Network Environment Design for Autonomous Cyberdefense
Andres Molina-Markham, Cory Miniter, Becky Powell, Ahmad Ridley

TL;DR
This paper presents a novel framework for designing network environments to develop and evaluate reinforcement learning agents for autonomous cybersecurity defense, emphasizing robustness against sophisticated adversarial attacks.
Contribution
It introduces a new approach and software framework for creating realistic, adaptable network simulation environments for training and testing RL-based cyberdefense agents.
Findings
Framework enables modeling of complex, adaptive adversaries.
Supports training RL agents against poisoning and evasion attacks.
Facilitates development of robust, generalizable network defenders.
Abstract
Reinforcement learning (RL) has been demonstrated suitable to develop agents that play complex games with human-level performance.

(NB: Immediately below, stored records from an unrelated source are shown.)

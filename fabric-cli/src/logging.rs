//! Terminal logger setup, following `replictl`'s logging module but built on the modern
//! `slog-term` drain directly rather than a hand-rolled level filter.
use slog::Drain;
use slog::Logger;

pub fn configure(level: slog::Level) -> Logger {
    let decorator = slog_term::TermDecorator::new().stdout().build();
    let drain = slog_term::FullFormat::new(decorator).build().fuse();
    let drain = slog::LevelFilter::new(drain, level).fuse();
    let drain = std::sync::Mutex::new(drain).fuse();
    Logger::root(drain, slog::o!("app" => "fabric-cli"))
}
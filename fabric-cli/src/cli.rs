//! Command-line surface (spec.md §6): `balance`, `status`, `report`, `recommend <file> <prompt>`.
use std::path::PathBuf;

use clap::Parser;
use clap::Subcommand;
use clap::ValueEnum;

/// Verbosity levels exposed on the command line, mapped onto [`slog::Level`] by the caller.
#[derive(Clone, Copy, Debug, Eq, PartialEq, ValueEnum)]
pub enum LogLevel {
    Critical,
    Error,
    Warning,
    Info,
    Debug,
    Trace,
}

impl From<LogLevel> for slog::Level {
    fn from(level: LogLevel) -> Self {
        match level {
            LogLevel::Critical => slog::Level::Critical,
            LogLevel::Error => slog::Level::Error,
            LogLevel::Warning => slog::Level::Warning,
            LogLevel::Info => slog::Level::Info,
            LogLevel::Debug => slog::Level::Debug,
            LogLevel::Trace => slog::Level::Trace,
        }
    }
}

#[derive(Debug, Parser)]
#[command(name = "fabric-cli", version, about = "Operate a task-dispatch fabric")]
pub struct Cli {
    /// Minimum log level.
    #[arg(long, global = true, value_enum, default_value = "info")]
    pub log_level: LogLevel,

    #[command(subcommand)]
    pub command: Command,
}

#[derive(Debug, Subcommand)]
pub enum Command {
    /// Run one load-balancing cycle across registered workers and report the migrations made.
    Balance,

    /// Print the registry, queue depths, and DLQ depths for every known worker.
    Status,

    /// Emit a worker metrics/alert report for the trailing sampling window.
    Report,

    /// Classify a prompt (optionally with an attached file) and show which worker it would route to.
    Recommend {
        /// Path to a file to attach to the request (read for its presence only, not its contents).
        file: PathBuf,
        /// The prompt text to classify and score against registered workers.
        prompt: String,
    },
}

However, it is not understood how to effectively use RL to perform cybersecurity tasks. To develop such understanding, it is necessary to develop RL agents using simulation and emulation systems allowing researchers to model a broad class of realistic threats and network conditions. Demonstrating that a specific RL algorithm can be effective for defending a network under certain conditions may not necessarily give insight about the performance of the algorithm when the threats, network conditions, and security goals change. This paper introduces a novel approach for network environment design and a software framework to address the fundamental problem that network defense cannot be defined as a single game with a simple set of fixed rules. We show how our…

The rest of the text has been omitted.